[[ The input, beginning ]]

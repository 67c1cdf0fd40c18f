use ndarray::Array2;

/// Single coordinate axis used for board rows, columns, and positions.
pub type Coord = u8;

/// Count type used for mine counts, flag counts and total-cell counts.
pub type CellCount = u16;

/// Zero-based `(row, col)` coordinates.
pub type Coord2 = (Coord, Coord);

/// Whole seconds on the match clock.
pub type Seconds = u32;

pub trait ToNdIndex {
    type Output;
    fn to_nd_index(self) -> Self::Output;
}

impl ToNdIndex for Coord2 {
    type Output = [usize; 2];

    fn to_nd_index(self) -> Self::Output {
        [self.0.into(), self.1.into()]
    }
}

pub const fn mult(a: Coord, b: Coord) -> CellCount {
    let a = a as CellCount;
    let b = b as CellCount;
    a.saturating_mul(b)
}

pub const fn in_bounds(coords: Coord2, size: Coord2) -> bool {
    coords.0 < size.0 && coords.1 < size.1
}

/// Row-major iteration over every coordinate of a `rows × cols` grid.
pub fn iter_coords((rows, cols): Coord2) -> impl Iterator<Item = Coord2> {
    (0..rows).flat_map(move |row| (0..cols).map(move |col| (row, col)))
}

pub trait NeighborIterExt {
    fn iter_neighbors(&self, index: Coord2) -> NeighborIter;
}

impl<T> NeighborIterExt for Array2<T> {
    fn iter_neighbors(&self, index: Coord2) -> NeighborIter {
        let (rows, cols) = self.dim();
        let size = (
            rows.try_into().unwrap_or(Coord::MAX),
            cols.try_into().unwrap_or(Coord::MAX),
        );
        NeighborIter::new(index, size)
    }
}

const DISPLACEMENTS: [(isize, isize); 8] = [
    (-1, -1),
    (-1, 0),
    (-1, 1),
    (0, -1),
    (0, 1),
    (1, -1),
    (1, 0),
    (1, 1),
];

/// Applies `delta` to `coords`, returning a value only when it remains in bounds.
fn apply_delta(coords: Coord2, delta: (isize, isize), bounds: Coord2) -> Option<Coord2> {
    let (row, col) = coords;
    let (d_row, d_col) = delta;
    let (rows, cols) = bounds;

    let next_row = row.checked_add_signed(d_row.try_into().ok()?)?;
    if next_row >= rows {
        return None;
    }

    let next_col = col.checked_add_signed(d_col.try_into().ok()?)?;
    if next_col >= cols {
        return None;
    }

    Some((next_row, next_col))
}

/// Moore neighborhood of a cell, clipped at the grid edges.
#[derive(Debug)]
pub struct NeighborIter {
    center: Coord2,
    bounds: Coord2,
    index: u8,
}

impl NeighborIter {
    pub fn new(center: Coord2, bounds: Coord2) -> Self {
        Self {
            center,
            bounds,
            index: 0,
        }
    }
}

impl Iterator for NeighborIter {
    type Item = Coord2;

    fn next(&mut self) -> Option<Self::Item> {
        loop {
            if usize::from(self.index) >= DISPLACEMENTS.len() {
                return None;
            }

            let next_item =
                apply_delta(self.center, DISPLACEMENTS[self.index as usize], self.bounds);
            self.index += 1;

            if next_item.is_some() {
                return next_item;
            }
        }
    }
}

[[ The input, end ]]

The answer must consist of every line in the records above that contains the word "ToNdIndex".

◆ Task output:
pub trait ToNdIndex {
impl ToNdIndex for Coord2 {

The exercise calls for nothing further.